Empowering the Disempowered

I left my children on Monday November 3rd before heading to Dublin. When I eventually left Dublin Wednesday morning I drove home with tears streaming down my face. I cried for about two hours. It reminded me of that day in February 2013 when I started writing in rhyme following a realisation that just left me so sorry for my children. Those feelings hit me like a train again today.

Tuesday November 4th 2014, was the Department of Communications, Energy and Natural Resources DCENR second workshop in their series for the national white policy paper on energy. This was based on priority one of the green paper consultation “Empowering Energy Citizens”.

As well as being delighted to hear that the entire day was being streamed live I was pleasantly surprised when I walked into the room and the chairs were not all lined up like soldiers on parade. Change was in the air. The agenda is here. DCENR presented an interesting and diverse panel of speakers for the day and allocated time for discussions. In a nutshell, the morning was about empowering citizens in our energy transition and the afternoon was about energy poverty. In all it was a well run event, plenty of interaction with online input as well as those in the room. Well done to all involved in organising it.

It was great to see proposals from the National Economic and Social Council report being presented with Jeanne Moore reminding us that our National Energy Transition Plan must be intentional, participatory and problem solving.

Lars Gerg Jenson from the Danish Energy Agency was next and his presentation was excellent. I’m hoping it becomes available and as soon as it does I will link it here. The crux of his message was that Denmark, as a nation, decided upon energy independence. So much of what he said made perfect sense to me and is similar to the transition process. Tough decisions had to be made, something politicians are not prone to so they created an independent commission to oversee the process and disband when the dirty work was done. The commission basically took all the blame and then disappeared.

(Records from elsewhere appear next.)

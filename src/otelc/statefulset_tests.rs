// Copyright (c) 2025 Erick Bourgeois, firestoned
// SPDX-License-Identifier: MIT

//! Unit tests for `statefulset.rs`

use super::*;
use crate::crd::{
    ActiveGateSpec, DynaKubeSpec, DynaKubeStatus, ExtensionsSpec, ProxySpec, TelemetryIngestSpec,
};
use crate::otelc::config::{ConfigBuilder, Protocol};

fn dynakube() -> DynaKube {
    let mut dk = DynaKube::new(
        "dk",
        DynaKubeSpec {
            api_url: "https://abc123.live.dynatrace.com/api".to_string(),
            ..DynaKubeSpec::default()
        },
    );
    dk.metadata.namespace = Some("dynatrace".to_string());
    dk.metadata.uid = Some("dk-uid".to_string());
    dk.status = Some(DynaKubeStatus {
        kube_system_uuid: "cluster-uid".to_string(),
        kubernetes_cluster_meid: "KUBERNETES_CLUSTER-1".to_string(),
        ..DynaKubeStatus::default()
    });
    dk
}

fn with_telemetry_ingest() -> DynaKube {
    let mut dk = dynakube();
    dk.spec.telemetry_ingest = Some(TelemetryIngestSpec::default());
    dk
}

fn with_extensions() -> DynaKube {
    let mut dk = dynakube();
    dk.spec.extensions = Some(ExtensionsSpec::default());
    dk
}

fn with_active_gate_tls(dk: &mut DynaKube) {
    dk.spec.active_gate = Some(ActiveGateSpec {
        capabilities: vec!["dynatrace-api".to_string()],
        tls_secret_name: Some("ag-cert".to_string()),
        ..ActiveGateSpec::default()
    });
}

fn env_names(dk: &DynaKube) -> Vec<String> {
    build_env(dk).into_iter().map(|e| e.name).collect()
}

fn pod_spec(sts: &StatefulSet) -> &PodSpec {
    sts.spec.as_ref().unwrap().template.spec.as_ref().unwrap()
}

#[test]
fn test_telemetry_ingest_env_order() {
    let names = env_names(&with_telemetry_ingest());

    assert_eq!(
        names,
        vec![
            ENV_SHARDS,
            ENV_POD_NAME_PREFIX,
            ENV_POD_NAME,
            ENV_SHARD_ID,
            ENV_OTLP_GRPC_PORT,
            ENV_OTLP_HTTP_PORT,
            ENV_K8S_CLUSTER_NAME,
            ENV_K8S_CLUSTER_UID,
            ENV_DT_ENTITY_KUBERNETES_CLUSTER,
            ENV_DT_ENDPOINT,
            ENV_MY_POD_IP,
            ENV_DT_DATA_INGEST_TOKEN,
        ]
    );
}

#[test]
fn test_env_values() {
    let env = build_env(&with_telemetry_ingest());

    assert_eq!(env[0].value.as_deref(), Some("1"));
    assert_eq!(env[1].value.as_deref(), Some("dk-otel-collector"));
    assert_eq!(
        env[2].value_from.as_ref().unwrap().field_ref.as_ref().unwrap().field_path,
        "metadata.labels['statefulset.kubernetes.io/pod-name']"
    );
    assert_eq!(env[4].value.as_deref(), Some("10001"));
    assert_eq!(env[5].value.as_deref(), Some("10002"));
    assert_eq!(env[7].value.as_deref(), Some("cluster-uid"));
    assert_eq!(env[8].value.as_deref(), Some("KUBERNETES_CLUSTER-1"));

    let token = env[11].value_from.as_ref().unwrap().secret_key_ref.as_ref().unwrap();
    assert_eq!(token.name, "dk");
    assert_eq!(token.key, "dataIngestToken");
}

#[test]
fn test_extensions_env() {
    let env = build_env(&with_extensions());

    let token = env
        .iter()
        .find(|e| e.name == ENV_EEC_DS_TOKEN)
        .and_then(|e| e.value_from.as_ref())
        .and_then(|v| v.secret_key_ref.as_ref())
        .unwrap();
    assert_eq!(token.name, "dk-extensions-token");
    assert_eq!(token.key, "otelc.token");
    assert!(env
        .iter()
        .any(|e| e.name == ENV_CERT_DIR && e.value.as_deref() == Some("/tls/custom/eec")));
}

#[test]
fn test_no_proxy_env_without_proxy() {
    let names = env_names(&with_extensions());

    assert!(!names.iter().any(|n| n == ENV_HTTPS_PROXY || n == ENV_NO_PROXY));
}

#[test]
fn test_proxy_from_secret_with_extensions() {
    let mut dk = with_extensions();
    dk.spec.proxy = Some(ProxySpec {
        value: None,
        value_from: Some("proxy-secret".to_string()),
    });

    let env = build_env(&dk);
    let https = env.iter().find(|e| e.name == ENV_HTTPS_PROXY).unwrap();
    let no_proxy = env.iter().find(|e| e.name == ENV_NO_PROXY).unwrap();

    let secret = https.value_from.as_ref().unwrap().secret_key_ref.as_ref().unwrap();
    assert_eq!(secret.name, "proxy-secret");
    assert_eq!(secret.key, "proxy");
    assert_eq!(
        no_proxy.value.as_deref(),
        Some("dk-extensions-controller.dynatrace,dk-activegate.dynatrace")
    );
}

#[test]
fn test_proxy_value_with_public_active_gate() {
    let mut dk = with_telemetry_ingest();
    dk.spec.proxy = Some(ProxySpec {
        value: Some("http://proxy:3128".to_string()),
        value_from: None,
    });

    let env = build_env(&dk);

    assert!(env
        .iter()
        .any(|e| e.name == ENV_HTTP_PROXY && e.value.as_deref() == Some("http://proxy:3128")));
    assert!(env
        .iter()
        .any(|e| e.name == ENV_NO_PROXY && e.value.as_deref() == Some("")));
}

#[test]
fn test_trusted_ca_volume_and_env() {
    let mut dk = with_telemetry_ingest();
    dk.spec.trusted_cas = Some("my-cas".to_string());

    let (volumes, mounts) = build_volumes(&dk);

    let volume = volumes.iter().find(|v| v.name == VOLUME_TRUSTED_CAS).unwrap();
    assert_eq!(volume.config_map.as_ref().unwrap().name, "my-cas");
    assert!(mounts
        .iter()
        .any(|m| m.name == VOLUME_TRUSTED_CAS && m.mount_path == "/tls/custom/cacerts"));
    assert_eq!(
        exporter_ca_path(&dk).as_deref(),
        Some("/tls/custom/cacerts/rootca.pem")
    );
    assert!(env_names(&dk).iter().any(|n| n == ENV_TRUSTED_CAS));
}

#[test]
fn test_active_gate_cert_wins_over_trusted_ca() {
    let mut dk = with_telemetry_ingest();
    dk.spec.trusted_cas = Some("my-cas".to_string());
    with_active_gate_tls(&mut dk);

    let (volumes, mounts) = build_volumes(&dk);

    assert!(!volumes.iter().any(|v| v.name == VOLUME_TRUSTED_CAS));
    let ag = volumes.iter().find(|v| v.name == VOLUME_ACTIVE_GATE_CERT).unwrap();
    assert_eq!(
        ag.secret.as_ref().unwrap().secret_name.as_deref(),
        Some("ag-cert")
    );
    assert!(mounts.iter().any(|m| m.mount_path == "/tls/custom/activegate"));
    assert_eq!(
        exporter_ca_path(&dk).as_deref(),
        Some("/tls/custom/activegate/cert.pem")
    );
}

#[test]
fn test_extensions_volumes() {
    let mut dk = with_extensions();
    dk.spec.extensions = Some(ExtensionsSpec {
        tls_ref_name: Some("custom-eec-tls".to_string()),
    });

    let (volumes, _) = build_volumes(&dk);

    assert_eq!(volumes.len(), 2);
    let token = volumes[0].secret.as_ref().unwrap();
    assert_eq!(token.secret_name.as_deref(), Some("dk-extensions-token"));
    assert_eq!(token.default_mode, Some(420));
    assert_eq!(
        volumes[1].secret.as_ref().unwrap().secret_name.as_deref(),
        Some("custom-eec-tls")
    );
}

#[test]
fn test_custom_tls_volume() {
    let mut dk = with_telemetry_ingest();
    dk.spec.telemetry_ingest = Some(TelemetryIngestSpec {
        tls_ref_name: Some("ingest-tls".to_string()),
        ..TelemetryIngestSpec::default()
    });

    let (volumes, mounts) = build_volumes(&dk);
    let tls = volumes.iter().find(|v| v.name == VOLUME_CUSTOM_TLS).unwrap();
    let items = tls.secret.as_ref().unwrap().items.as_ref().unwrap();

    assert_eq!(items.len(), 2);
    assert!(mounts
        .iter()
        .any(|m| m.mount_path == "/tls/custom/telemetry" && m.read_only == Some(true)));
    assert_eq!(
        receiver_tls_paths(&dk),
        Some((
            "/tls/custom/telemetry/tls.crt".to_string(),
            "/tls/custom/telemetry/tls.key".to_string()
        ))
    );
}

#[test]
fn test_default_topology_spread() {
    let constraints = build_topology_spread_constraints(&with_telemetry_ingest());

    assert_eq!(constraints.len(), 2);
    assert_eq!(constraints[0].topology_key, "topology.kubernetes.io/zone");
    assert_eq!(constraints[0].when_unsatisfiable, "ScheduleAnyway");
    assert_eq!(constraints[1].topology_key, "kubernetes.io/hostname");
    assert_eq!(constraints[1].when_unsatisfiable, "DoNotSchedule");
    assert_eq!(constraints[1].node_taints_policy.as_deref(), Some("Honor"));
}

#[test]
fn test_topology_spread_override() {
    let mut dk = with_telemetry_ingest();
    dk.spec.templates.open_telemetry_collector.topology_spread_constraints =
        vec![TopologySpreadConstraint {
            max_skew: 2,
            topology_key: "rack".to_string(),
            when_unsatisfiable: "ScheduleAnyway".to_string(),
            ..Default::default()
        }];

    let constraints = build_topology_spread_constraints(&dk);

    assert_eq!(constraints.len(), 1);
    assert_eq!(constraints[0].topology_key, "rack");
}

#[test]
fn test_stateful_set_shape() {
    let mut dk = with_telemetry_ingest();
    dk.spec.templates.open_telemetry_collector.replicas = Some(3);
    let annotations = BTreeMap::from([("a".to_string(), "b".to_string())]);

    let sts = build_stateful_set(&dk, "registry/otel:1.0", annotations.clone());
    let spec = sts.spec.as_ref().unwrap();
    let pod = pod_spec(&sts);

    assert_eq!(sts.metadata.name.as_deref(), Some("dk-otel-collector"));
    assert_eq!(spec.replicas, Some(3));
    assert_eq!(spec.pod_management_policy.as_deref(), Some("Parallel"));
    assert_eq!(
        spec.update_strategy.as_ref().unwrap().type_.as_deref(),
        Some("RollingUpdate")
    );
    assert_eq!(
        spec.template.metadata.as_ref().unwrap().annotations.as_ref(),
        Some(&annotations)
    );
    assert_eq!(
        pod.service_account_name.as_deref(),
        Some("dynatrace-otel-collector")
    );
    assert_eq!(
        pod.security_context.as_ref().unwrap().seccomp_profile.as_ref().unwrap().type_,
        "RuntimeDefault"
    );
    assert_eq!(pod.containers[0].image.as_deref(), Some("registry/otel:1.0"));
    assert_eq!(
        pod.containers[0].args.as_ref().unwrap(),
        &vec!["--config=file:///config/telemetry.yaml".to_string()]
    );
    assert_eq!(
        pod.image_pull_secrets.as_ref().unwrap()[0].name,
        "dk-pull-secret"
    );
}

#[test]
fn test_stateful_set_owner_reference() {
    let sts = build_stateful_set(&with_telemetry_ingest(), "img", BTreeMap::new());
    let owner = &sts.metadata.owner_references.as_ref().unwrap()[0];

    assert_eq!(owner.kind, "DynaKube");
    assert_eq!(owner.uid, "dk-uid");
    assert_eq!(owner.controller, Some(true));
    assert_eq!(owner.block_owner_deletion, Some(true));
}

#[test]
fn test_user_labels_do_not_override_selector_labels() {
    let mut dk = with_telemetry_ingest();
    dk.spec.templates.open_telemetry_collector.labels = BTreeMap::from([
        ("team".to_string(), "obs".to_string()),
        (K8S_NAME.to_string(), "hijack".to_string()),
    ]);

    let sts = build_stateful_set(&dk, "img", BTreeMap::new());
    let labels = sts
        .spec
        .unwrap()
        .template
        .metadata
        .unwrap()
        .labels
        .unwrap();

    assert_eq!(labels.get("team").map(String::as_str), Some("obs"));
    assert_eq!(
        labels.get(K8S_NAME).map(String::as_str),
        Some(COMPONENT_OTEL_COLLECTOR)
    );
}

#[test]
fn test_affinity_restricts_architectures() {
    let affinity = build_affinity();
    let terms = affinity
        .node_affinity
        .unwrap()
        .required_during_scheduling_ignored_during_execution
        .unwrap()
        .node_selector_terms;
    let arch = &terms[0].match_expressions.as_ref().unwrap()[0];

    assert_eq!(arch.key, "kubernetes.io/arch");
    assert_eq!(
        arch.values.as_ref().unwrap(),
        &vec!["amd64".to_string(), "arm64".to_string(), "ppc64le".to_string()]
    );
}

#[test]
fn test_config_map_holds_generated_config() {
    let dk = with_telemetry_ingest();
    let config = ConfigBuilder::new(&[Protocol::Otlp]).with_receivers().build().unwrap();

    let cm = build_config_map(&dk, &config);

    assert_eq!(
        cm.metadata.name.as_deref(),
        Some("dk-telemetry-collector-config")
    );
    assert_eq!(
        cm.data.unwrap().get("telemetry.yaml").map(String::as_str),
        Some(config.as_str())
    );
}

He told us that there were about 500 people throughout the country who acted as leaders in the transition. They were referred to as the agents of change. He also discussed the role of the media and while he recognised it had a role to play, face to face communication was much better.

What did I have to say after that session? I supported the NESC call for a National Energy Transition Plan and said I have a wish that Ireland will celebrate 2016 with a solid plan for energy independence.

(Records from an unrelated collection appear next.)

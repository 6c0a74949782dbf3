// Copyright (c) 2025 Erick Bourgeois, firestoned
// SPDX-License-Identifier: MIT

//! `EdgeConnect` reconciliation.
//!
//! Pins the connector image and converges a `Deployment` named after the
//! resource. The connector image is public, so no tenant token is needed.

use crate::cluster::{is_conflict, Cluster};
use crate::constants::{REQUEUE_FAST_SECS, REQUEUE_NOT_READY_SECS, REQUEUE_STEADY_STATE_SECS};
use crate::crd::{EdgeConnect, EdgeConnectStatus, Phase};
use crate::feature_flags::FeatureFlags;
use crate::hash::set_hash;
use crate::labels::{
    COMPONENT_EDGE_CONNECT, K8S_COMPONENT, K8S_INSTANCE, K8S_MANAGED_BY, K8S_NAME, K8S_VERSION,
    MANAGED_BY_OPERATOR,
};
use crate::reconcilers::status::{compute_phase, set_condition};
use crate::status_reasons::{
    CONDITION_TYPE_DEPLOYMENT, REASON_DEPLOYMENT_CREATED, REASON_KUBE_API_ERROR, STATUS_FALSE,
    STATUS_TRUE,
};
use crate::timeprovider::TimeProvider;
use crate::version::reconciler::VersionReconciler;
use crate::version::registry::RegistryCredentials;
use crate::version::updater::EdgeConnectUpdater;
use crate::version::{ClientFactory, HttpSettings};
use anyhow::{Context as _, Result};
use k8s_openapi::api::apps::v1::{Deployment, DeploymentSpec};
use k8s_openapi::api::core::v1::{
    Capabilities, Container, EnvVar, LocalObjectReference, PodSpec, PodTemplateSpec,
    SecurityContext,
};
use k8s_openapi::apimachinery::pkg::apis::meta::v1::{LabelSelector, ObjectMeta};
use kube::runtime::controller::Action;
use kube::{Resource, ResourceExt};
use std::collections::BTreeMap;
use std::time::Duration;
use tracing::{debug, info, warn};

const CONTAINER_NAME: &str = "edge-connect";
const DEFAULT_REPLICAS: i32 = 1;

pub const ENV_EDGE_CONNECT_NAME: &str = "EDGE_CONNECT_NAME";
pub const ENV_EDGE_CONNECT_API_ENDPOINT_HOST: &str = "EDGE_CONNECT_API_ENDPOINT_HOST";
pub const ENV_EDGE_CONNECT_HOST_PATTERNS: &str = "EDGE_CONNECT_HOST_PATTERNS";

fn build_match_labels(ec: &EdgeConnect) -> BTreeMap<String, String> {
    BTreeMap::from([
        (K8S_NAME.into(), COMPONENT_EDGE_CONNECT.into()),
        (K8S_INSTANCE.into(), ec.name_any()),
        (K8S_MANAGED_BY.into(), MANAGED_BY_OPERATOR.into()),
    ])
}

fn build_env(ec: &EdgeConnect) -> Vec<EnvVar> {
    let mut env = vec![
        EnvVar {
            name: ENV_EDGE_CONNECT_NAME.into(),
            value: Some(ec.name_any()),
            ..Default::default()
        },
        EnvVar {
            name: ENV_EDGE_CONNECT_API_ENDPOINT_HOST.into(),
            value: Some(ec.spec.api_server.clone()),
            ..Default::default()
        },
    ];
    if !ec.spec.host_patterns.is_empty() {
        env.push(EnvVar {
            name: ENV_EDGE_CONNECT_HOST_PATTERNS.into(),
            value: Some(ec.spec.host_patterns.join(",")),
            ..Default::default()
        });
    }
    env
}

/// Build the connector `Deployment` running `image`.
#[must_use]
pub fn build_deployment(ec: &EdgeConnect, image: &str, version: &str) -> Deployment {
    let name = ec.name_any();
    let match_labels = build_match_labels(ec);
    let mut labels = match_labels.clone();
    labels.insert(K8S_COMPONENT.into(), COMPONENT_EDGE_CONNECT.into());
    if !version.is_empty() {
        labels.insert(K8S_VERSION.into(), version.into());
    }

    Deployment {
        metadata: ObjectMeta {
            name: Some(name),
            namespace: ec.namespace(),
            labels: Some(labels.clone()),
            owner_references: ec.controller_owner_ref(&()).map(|r| vec![r]),
            ..Default::default()
        },
        spec: Some(DeploymentSpec {
            replicas: Some(ec.spec.replicas.unwrap_or(DEFAULT_REPLICAS)),
            selector: LabelSelector {
                match_labels: Some(match_labels),
                ..Default::default()
            },
            template: PodTemplateSpec {
                metadata: Some(ObjectMeta {
                    labels: Some(labels),
                    ..Default::default()
                }),
                spec: Some(PodSpec {
                    containers: vec![Container {
                        name: CONTAINER_NAME.into(),
                        image: Some(image.into()),
                        image_pull_policy: Some("IfNotPresent".into()),
                        env: Some(build_env(ec)),
                        security_context: Some(SecurityContext {
                            allow_privilege_escalation: Some(false),
                            privileged: Some(false),
                            read_only_root_filesystem: Some(true),
                            run_as_non_root: Some(true),
                            capabilities: Some(Capabilities {
                                drop: Some(vec!["ALL".into()]),
                                ..Default::default()
                            }),
                            ..Default::default()
                        }),
                        ..Default::default()
                    }],
                    image_pull_secrets: ec
                        .spec
                        .custom_pull_secret
                        .clone()
                        .filter(|s| !s.is_empty())
                        .map(|name| vec![LocalObjectReference { name }]),
                    ..Default::default()
                }),
            },
            ..Default::default()
        }),
        ..Default::default()
    }
}

/// Reconcile one `EdgeConnect`.
///
/// # Errors
///
/// Returns the first error of the pass after writing the `Error` phase.
pub async fn reconcile_edge_connect(
    cluster: &dyn Cluster,
    clients: &dyn ClientFactory,
    time: &TimeProvider,
    ec: &EdgeConnect,
) -> Result<Action> {
    let name = ec.name_any();
    let namespace = ec.namespace().unwrap_or_default();
    info!(namespace = %namespace, name = %name, "Reconciling EdgeConnect");

    let mut status = ec.status.clone().unwrap_or_default();
    let result = run(cluster, clients, time, ec, &mut status).await;

    let phase = compute_phase(&status.conditions, result.is_err());
    status.phase = Some(phase);
    status.observed_generation = ec.metadata.generation;

    let published = if ec.status.as_ref() == Some(&status) {
        Ok(())
    } else {
        cluster
            .patch_edge_connect_status(ec, &status)
            .await
            .with_context(|| format!("failed to update status of EdgeConnect {name}"))
    };

    if let Err(e) = result {
        if let Err(publish_error) = published {
            warn!(namespace = %namespace, name = %name, error = %publish_error, "Failed to write status");
        }
        return Err(e);
    }
    if let Err(e) = published {
        if is_conflict(&e) {
            return Ok(Action::requeue(Duration::from_secs(REQUEUE_FAST_SECS)));
        }
        return Err(e);
    }

    let requeue = if phase == Phase::Running {
        REQUEUE_STEADY_STATE_SECS
    } else {
        REQUEUE_NOT_READY_SECS
    };
    Ok(Action::requeue(Duration::from_secs(requeue)))
}

async fn run(
    cluster: &dyn Cluster,
    clients: &dyn ClientFactory,
    time: &TimeProvider,
    ec: &EdgeConnect,
    status: &mut EdgeConnectStatus,
) -> Result<()> {
    let http = HttpSettings::default();
    let api_url = format!("https://{}/api", ec.spec.api_server);
    let vendor = clients.vendor(&api_url, "", &http)?;
    let registry = clients.registry(RegistryCredentials::default(), &http)?;

    VersionReconciler::new(
        vendor.as_ref(),
        registry.as_ref(),
        time,
        FeatureFlags::new(ec.annotations()).api_request_threshold(),
    )
    .reconcile(&EdgeConnectUpdater::new(ec), status)
    .await
    .context("EdgeConnect image resolution failed")?;

    let mut deployment = build_deployment(ec, &status.version.image_id, &status.version.version);
    set_hash(&mut deployment)?;

    let namespace = ec.namespace().unwrap_or_default();
    let name = ec.name_any();
    match cluster.apply_deployment(&deployment).await {
        Ok(true) => info!(namespace = %namespace, name = %name, image = %status.version.image_id, "EdgeConnect Deployment applied"),
        Ok(false) => debug!(namespace = %namespace, name = %name, "EdgeConnect Deployment unchanged"),
        Err(e) => {
            set_condition(
                &mut status.conditions,
                CONDITION_TYPE_DEPLOYMENT,
                STATUS_FALSE,
                REASON_KUBE_API_ERROR,
                &format!("{e:#}"),
            );
            return Err(e).with_context(|| format!("failed to apply Deployment {namespace}/{name}"));
        }
    }

    set_condition(
        &mut status.conditions,
        CONDITION_TYPE_DEPLOYMENT,
        STATUS_TRUE,
        REASON_DEPLOYMENT_CREATED,
        &format!("{name} created"),
    );
    Ok(())
}

#[cfg(test)]
#[path = "edgeconnect_tests.rs"]
mod edgeconnect_tests;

I then brought in a suggestion I have made previously prompted by Lars endorsement of face to face communications. We need to be having conversations in every village and town. It would be important to have all community groups in attendance and more – the national sporting associations, farmers, churches, education, tidy towns, youth organisations, older people and many many more. My thoughts on that are that we organise a national conversation with the management of all of these organisations and ask that they support similar conversations at community level throughout the country. We need to be having these conversations – decades ago!

I then went on to state my recommendations based on what the presenters had said, Our national energy policy needs to be a loose framework. We need a national commitment to transition. We need to commit to endorsing the science and raising awareness of the challenges of climate change and energy security. We need to support community scale conversations to help shape our national energy transition plan. I realised I’d said enough so I handed the microphone back 🙂

I decided I wouldn’t speak again as I had said enough however I could not ignore what happened next! I endured the presentation on natural gas despite it’s obvious climatic consequences and Paul Kenny from Tipperary Energy Agency was a breath of fresh air as ever. He was straight up about the fact that there are serious barriers to community action on our national transition.

Then Pat from Bord na Mona began by discussing climate change. He mentioned the IPCC synthesis report published during the week. He supported it’s obvious impacts by noting the warm weather over the past month. Then he went on to say he was glad it had turned cold because now he could sell some products. I can safely say my stomach churned! He also said something about trust and men in suits.

I put my hand up as soon as question time came round. I did mention the fact that anyone generating electricity at home would no longer get any payment when it was put on to the grid. Hardly a move to encourage a national transition.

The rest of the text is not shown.